From http://en.wikipedia.org/wiki/RSA_(algorithm)

The implementation consist in two parts, the key generator and the client-server system.

Key Generator

For the RSA Authentication we need two keys, a public key and a private key. The public key can be know to everyone. The private keys is only know by the user. A message encrypted with the public key can only be decrypted with the private key.

For the Key generator I followed 3 steps:

• Request an username
• Generate a key
• Save (e and n) in a file named public.txt, save (d and n) in a file named private.txt

The algorithm to generate the keys is as follows:

1. Generate two different random integers and prime numbers p and q of 4 digits
2. Calculate n = p * q
3. Calculate φn = (p - 1)(q - 1)
4. Generate a random integer e between 1 and φn-1
5. Use the Extended Euclidean Theorem to calculate GCD(e, φn) and verify if e and φn are coprimes. The Extended Euclidean Theorem returns 3 values
• x and y are values ​​that satisfy the expresion ax + by = GCD(a,b)
• a is the result of GCD(a,b)
6. If a = 1 then e and φn are coprimes and now d = x, where d ≡ e^-1 mod(φn)
7. (For some reason, sometimes the value of d is negative, a while loop convert it in positive adding φn to d )
8. At this point we have calculated e (public), d (private) and n

Code

RSA Authentication

For this part I wrote a script in python implementing sockets. The programs expect 3 parameters

• User type, could be -C to client or -S to server.
• Host direction
• Port number

The script creates a server socket and a client socket, the execution of the script is as follows.
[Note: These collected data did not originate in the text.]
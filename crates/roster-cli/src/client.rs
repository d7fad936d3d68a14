//! Async HTTP client wrapping the roster JSON API.
//!
//! Responses may arrive wrapped (`{"profile": ...}`, `{"profiles": [...]}`)
//! or bare; both are normalised into [`Profile`] values. Any non-2xx status,
//! transport failure, or undecodable body becomes a [`ClientError`] for the
//! operation that was attempted.

use std::time::Duration;

use chrono::{DateTime, Utc};
use reqwest::{Client, RequestBuilder, StatusCode};
use roster_core::ProfileInput;
use serde::{Deserialize, Deserializer, de::DeserializeOwned};
use thiserror::Error;

/// Connection settings for the roster API.
#[derive(Debug, Clone)]
pub struct ApiConfig {
  pub base_url: String,
}

// ─── Model ────────────────────────────────────────────────────────────────────

/// A profile as presented to the terminal UI. The id is kept opaque.
#[derive(Debug, Clone, PartialEq, Eq, Deserialize)]
pub struct Profile {
  #[serde(deserialize_with = "id_as_string")]
  pub id:         String,
  pub username:   String,
  pub email:      String,
  #[serde(default)]
  pub bio:        Option<String>,
  pub created_at: DateTime<Utc>,
}

fn id_as_string<'de, D: Deserializer<'de>>(d: D) -> Result<String, D::Error> {
  #[derive(Deserialize)]
  #[serde(untagged)]
  enum RawId {
    Number(i64),
    Text(String),
  }
  Ok(match RawId::deserialize(d)? {
    RawId::Number(n) => n.to_string(),
    RawId::Text(s) => s,
  })
}

#[derive(Deserialize)]
#[serde(untagged)]
enum OneEnvelope {
  Wrapped { profile: Profile },
  Bare(Profile),
}

impl From<OneEnvelope> for Profile {
  fn from(e: OneEnvelope) -> Self {
    match e {
      OneEnvelope::Wrapped { profile } | OneEnvelope::Bare(profile) => profile,
    }
  }
}

#[derive(Deserialize)]
#[serde(untagged)]
enum ManyEnvelope {
  Wrapped { profiles: Vec<Profile> },
  Bare(Vec<Profile>),
}

impl From<ManyEnvelope> for Vec<Profile> {
  fn from(e: ManyEnvelope) -> Self {
    match e {
      ManyEnvelope::Wrapped { profiles } | ManyEnvelope::Bare(profiles) => profiles,
    }
  }
}

/// `{"error": "..."}` or `{"errors": [{"message": "..."}]}`.
#[derive(Deserialize)]
struct ErrorBody {
  error:  Option<String>,
  #[serde(default)]
  errors: Vec<FieldErrorBody>,
}

#[derive(Deserialize)]
struct FieldErrorBody {
  message: String,
}

impl ErrorBody {
  fn into_detail(self) -> Option<String> {
    if let Some(e) = self.error {
      return Some(e);
    }
    (!self.errors.is_empty()).then(|| {
      self
        .errors
        .into_iter()
        .map(|e| e.message)
        .collect::<Vec<_>>()
        .join("; ")
    })
  }
}

// ─── Errors ───────────────────────────────────────────────────────────────────

/// The API operation a [`ClientError`] belongs to.
#[derive(Debug, Clone, Copy, PartialEq, Eq)]
pub enum Operation {
  List,
  Fetch,
  Create,
  Update,
}

impl Operation {
  /// Fixed, user-facing failure message.
  pub fn failure_message(self) -> &'static str {
    match self {
      Self::List => "Could not load profiles",
      Self::Fetch => "Could not load the profile",
      Self::Create => "Could not create the profile",
      Self::Update => "Could not update the profile",
    }
  }
}

#[derive(Debug, Error)]
#[error("{}", .op.failure_message())]
pub struct ClientError {
  pub op:     Operation,
  /// `None` when no response was received.
  pub status: Option<StatusCode>,
  /// Server-provided or transport-level explanation, if any.
  pub detail: Option<String>,
}

impl ClientError {
  /// The fixed message plus whatever detail is available, for the status
  /// bar.
  pub fn describe(&self) -> String {
    match &self.detail {
      Some(d) => format!("{self}: {d}"),
      None => self.to_string(),
    }
  }
}

// ─── Client ───────────────────────────────────────────────────────────────────

/// Async HTTP client for the roster JSON REST API.
///
/// Cheap to clone: the inner [`reqwest::Client`] is `Arc`-based.
#[derive(Clone)]
pub struct ApiClient {
  client: Client,
  config: ApiConfig,
}

impl ApiClient {
  pub fn new(config: ApiConfig) -> anyhow::Result<Self> {
    let client = Client::builder()
      .timeout(Duration::from_secs(30))
      .build()
      .map_err(|e| anyhow::anyhow!("failed to build HTTP client: {e}"))?;
    Ok(Self { client, config })
  }

  pub fn base_url(&self) -> &str { &self.config.base_url }

  fn url(&self, path: &str) -> String {
    format!(
      "{}/api{}",
      self.config.base_url.trim_end_matches('/'),
      path
    )
  }

  async fn send<T: DeserializeOwned>(
    &self,
    op: Operation,
    req: RequestBuilder,
  ) -> Result<T, ClientError> {
    let resp = req.send().await.map_err(|e| ClientError {
      op,
      status: None,
      detail: Some(e.to_string()),
    })?;

    let status = resp.status();
    tracing::debug!(?op, %status, url = %resp.url(), "api response");

    if !status.is_success() {
      let detail = resp
        .json::<ErrorBody>()
        .await
        .ok()
        .and_then(ErrorBody::into_detail);
      return Err(ClientError { op, status: Some(status), detail });
    }

    resp.json().await.map_err(|e| ClientError {
      op,
      status: Some(status),
      detail: Some(e.to_string()),
    })
  }

  /// `GET /api/profiles`
  pub async fn list_profiles(&self) -> Result<Vec<Profile>, ClientError> {
    let envelope: ManyEnvelope = self
      .send(Operation::List, self.client.get(self.url("/profiles")))
      .await?;
    Ok(envelope.into())
  }

  /// `GET /api/profile/{id}`
  pub async fn get_profile(&self, id: &str) -> Result<Profile, ClientError> {
    let envelope: OneEnvelope = self
      .send(Operation::Fetch, self.client.get(self.url(&format!("/profile/{id}"))))
      .await?;
    Ok(envelope.into())
  }

  /// `POST /api/profiles`
  pub async fn create_profile(&self, input: &ProfileInput) -> Result<Profile, ClientError> {
    let req = self.client.post(self.url("/profiles")).json(input);
    let envelope: OneEnvelope = self.send(Operation::Create, req).await?;
    Ok(envelope.into())
  }

  /// `PATCH /api/profile/{id}`: only the fields set in `input` change.
  pub async fn update_profile(
    &self,
    id: &str,
    input: &ProfileInput,
  ) -> Result<Profile, ClientError> {
    let req = self.client.patch(self.url(&format!("/profile/{id}"))).json(input);
    let envelope: OneEnvelope = self.send(Operation::Update, req).await?;
    Ok(envelope.into())
  }
}

#[cfg(test)]
mod tests {
  use std::sync::Arc;

  use roster_store_sqlite::SqliteStore;
  use tokio::net::TcpListener;

  use super::*;

  async fn serve() -> ApiClient {
    let store = SqliteStore::open_in_memory().await.unwrap();
    let app = axum::Router::new().nest("/api", roster_api::api_router(Arc::new(store)));
    let listener = TcpListener::bind("127.0.0.1:0").await.unwrap();
    let addr = listener.local_addr().unwrap();
    tokio::spawn(async move { axum::serve(listener, app).await.unwrap() });
    ApiClient::new(ApiConfig { base_url: format!("http://{addr}/") }).unwrap()
  }

  fn input(username: Option<&str>, email: Option<&str>, bio: Option<&str>) -> ProfileInput {
    ProfileInput {
      username: username.map(str::to_owned),
      email:    email.map(str::to_owned),
      bio:      bio.map(str::to_owned),
    }
  }

  // ── Envelope normalisation ───────────────────────────────────────────────

  #[test]
  fn wrapped_and_bare_single_profiles_match() {
    let wrapped: OneEnvelope = serde_json::from_str(
      r#"{"profile":{"id":3,"username":"mike_j","email":"m@x.com","created_at":"2025-03-10T09:15:00Z"}}"#,
    )
    .unwrap();
    let bare: OneEnvelope = serde_json::from_str(
      r#"{"id":"3","username":"mike_j","email":"m@x.com","bio":null,"created_at":"2025-03-10T09:15:00Z"}"#,
    )
    .unwrap();
    let (wrapped, bare): (Profile, Profile) = (wrapped.into(), bare.into());
    assert_eq!(wrapped, bare);
    assert_eq!(wrapped.id, "3");
  }

  #[test]
  fn wrapped_and_bare_lists_match() {
    let item = r#"{"id":1,"username":"john_doe","email":"j@x.com","created_at":"2025-01-15T10:30:00Z"}"#;
    let wrapped: ManyEnvelope =
      serde_json::from_str(&format!(r#"{{"profiles":[{item}]}}"#)).unwrap();
    let bare: ManyEnvelope = serde_json::from_str(&format!("[{item}]")).unwrap();
    let (wrapped, bare): (Vec<Profile>, Vec<Profile>) = (wrapped.into(), bare.into());
    assert_eq!(wrapped, bare);
    assert_eq!(wrapped.len(), 1);
  }

  #[test]
  fn error_body_prefers_single_error() {
    let body: ErrorBody = serde_json::from_str(r#"{"error":"Profile not found"}"#).unwrap();
    assert_eq!(body.into_detail().as_deref(), Some("Profile not found"));

    let body: ErrorBody = serde_json::from_str(
      r#"{"errors":[{"location":"body","field":"email","message":"Email must be valid"},
                    {"location":"body","field":"bio","message":"Bio must not exceed 1000 characters"}]}"#,
    )
    .unwrap();
    assert_eq!(
      body.into_detail().as_deref(),
      Some("Email must be valid; Bio must not exceed 1000 characters")
    );
  }

  #[test]
  fn messages_are_distinct_per_operation() {
    let ops = [Operation::List, Operation::Fetch, Operation::Create, Operation::Update];
    for (i, a) in ops.iter().enumerate() {
      for b in &ops[i + 1..] {
        assert_ne!(a.failure_message(), b.failure_message());
      }
    }
  }

  // ── Against a live router ────────────────────────────────────────────────

  #[tokio::test]
  async fn crud_round_trip() {
    let client = serve().await;
    assert!(client.list_profiles().await.unwrap().is_empty());

    let created = client
      .create_profile(&input(Some("alice123"), Some("a@x.com"), None))
      .await
      .unwrap();
    assert_eq!(created.username, "alice123");
    assert!(created.id.parse::<i64>().unwrap() > 0);

    let fetched = client.get_profile(&created.id).await.unwrap();
    assert_eq!(fetched, created);

    let updated = client
      .update_profile(&created.id, &input(None, None, Some("hi")))
      .await
      .unwrap();
    assert_eq!(updated.bio.as_deref(), Some("hi"));
    assert_eq!(updated.username, "alice123");

    let all = client.list_profiles().await.unwrap();
    assert_eq!(all, vec![updated]);
  }

  #[tokio::test]
  async fn duplicate_create_is_a_create_error() {
    let client = serve().await;
    let payload = input(Some("alice123"), Some("a@x.com"), None);
    client.create_profile(&payload).await.unwrap();

    let err = client.create_profile(&payload).await.unwrap_err();
    assert_eq!(err.op, Operation::Create);
    assert_eq!(err.status, Some(StatusCode::BAD_REQUEST));
    assert_eq!(err.to_string(), "Could not create the profile");
    assert_eq!(err.detail.as_deref(), Some("Username or email already exists"));
  }

  #[tokio::test]
  async fn missing_profile_is_a_fetch_error() {
    let client = serve().await;
    let err = client.get_profile("9999999").await.unwrap_err();
    assert_eq!(err.op, Operation::Fetch);
    assert_eq!(err.status, Some(StatusCode::NOT_FOUND));
    assert_eq!(err.describe(), "Could not load the profile: Profile not found");
  }

  #[tokio::test]
  async fn invalid_update_is_an_update_error() {
    let client = serve().await;
    let err = client
      .update_profile("1", &input(None, Some("not-an-email"), None))
      .await
      .unwrap_err();
    assert_eq!(err.op, Operation::Update);
    assert_eq!(err.detail.as_deref(), Some("Email must be valid"));
  }

  #[tokio::test]
  async fn unreachable_server_is_a_list_error() {
    let listener = TcpListener::bind("127.0.0.1:0").await.unwrap();
    let addr = listener.local_addr().unwrap();
    drop(listener);

    let client = ApiClient::new(ApiConfig { base_url: format!("http://{addr}") }).unwrap();
    let err = client.list_profiles().await.unwrap_err();
    assert_eq!(err.op, Operation::List);
    assert_eq!(err.status, None);
    assert_eq!(err.to_string(), "Could not load profiles");
  }
}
1. Get the 3 parameters, if missing one, close and exit.
2. If the 3 parameter are defined, according to the parameter 1 the scripts creates a server socket or a client socket.
3. The server sockets binds the host and port and wait (listen) for a connection. The client takes the host and port and attempt to connect to the server.
4. If the connection between then server and the client is sucessfull, the server send to the client a random value x. The server calculates the value of F(x) and the client calculates y using the same function as the server.
5. The client request a username for the authentication. The client search for the client data in the file private.txt. If the user is in the file, the subroutine returns a list containing the username, d and n, otherwise, the routine shows an exception, returns False and the client closes the connection.
6. The client uses d and n to calculate r = y^d mod (n). The calculations involve very large number, so, I wrote a subroutine based in modular exponentiation named Memory Efficient Method.
• Memory Efficient Method reduce the amount of resources needed to calculate a modulus reducing the operation to n operations, where n = exponent of the modulus. Three parameters are needed: base, exponent and modulus.
• Starts with x = 1 and n = exponent, then x = (x * base) mod modulus. The operation is repeated n amount of times.

• 
  def modularPower(base, exponent, modulus):
      c = 1
      for a in range(exponent):
          c = (c * base)%modulus
      return c
  
  

7. With r computed, the client respond to the server with the username and the value of r
8. The server also search for the user data using the same subroutine as the client. This time the subroutine returns a list containing the username, e and n.
9. The server computes y = r^emod (n).
10. If the computed value of y is equals to the computed value of F(x) and these values are equals to the y value computed by the client, the server responds "Welcome!!!" to the client indicating that the authentication was passed, otherwise responds "Failure!!!".
11. The execution ends at this point.

NOTE**: The values of e, d and n are read directly from the file, so, we need to edit the files containing the keys to cause a failure.

Code

Execution Video

References

• http://en.wikipedia.org/wiki/Modular_exponentiation
• http://www.todopic.com.ar/foros/index.php?topic=37484.0
• http://www.robolabo.etsit.upm.es/asignaturas/sctr/apuntes/motor_dc.pdf
• http://www.slideshare.net/fabricio_salgado_diaz/control-de-velocidad-de-mquinas-de-corriente-continua
• http://www3.fi.mdp.edu.ar/maquinas-electricas/Teorias%20PDF/MEII/PDF%20Presentaciones%20en%20Impress%20(.odp)/T10%20-%20Control%20de%20velocidad.pdf

[SC] 4. Hacking Diffie-Hellman Protocol

INTRODUCTION

"The Diffie-Hellman algorithm was published in 1976 (named after its creators, Whitfield Diffie and Martin Hellman) can stablish a secret key between two machines via an insecure channel and only sending two messages. The resulting secret key can't be discovered by an attacker, even if it gets the two messages sent by the protocol. The main application of this protocol is to agree on a symmetric key with later encrypt communications between two machines.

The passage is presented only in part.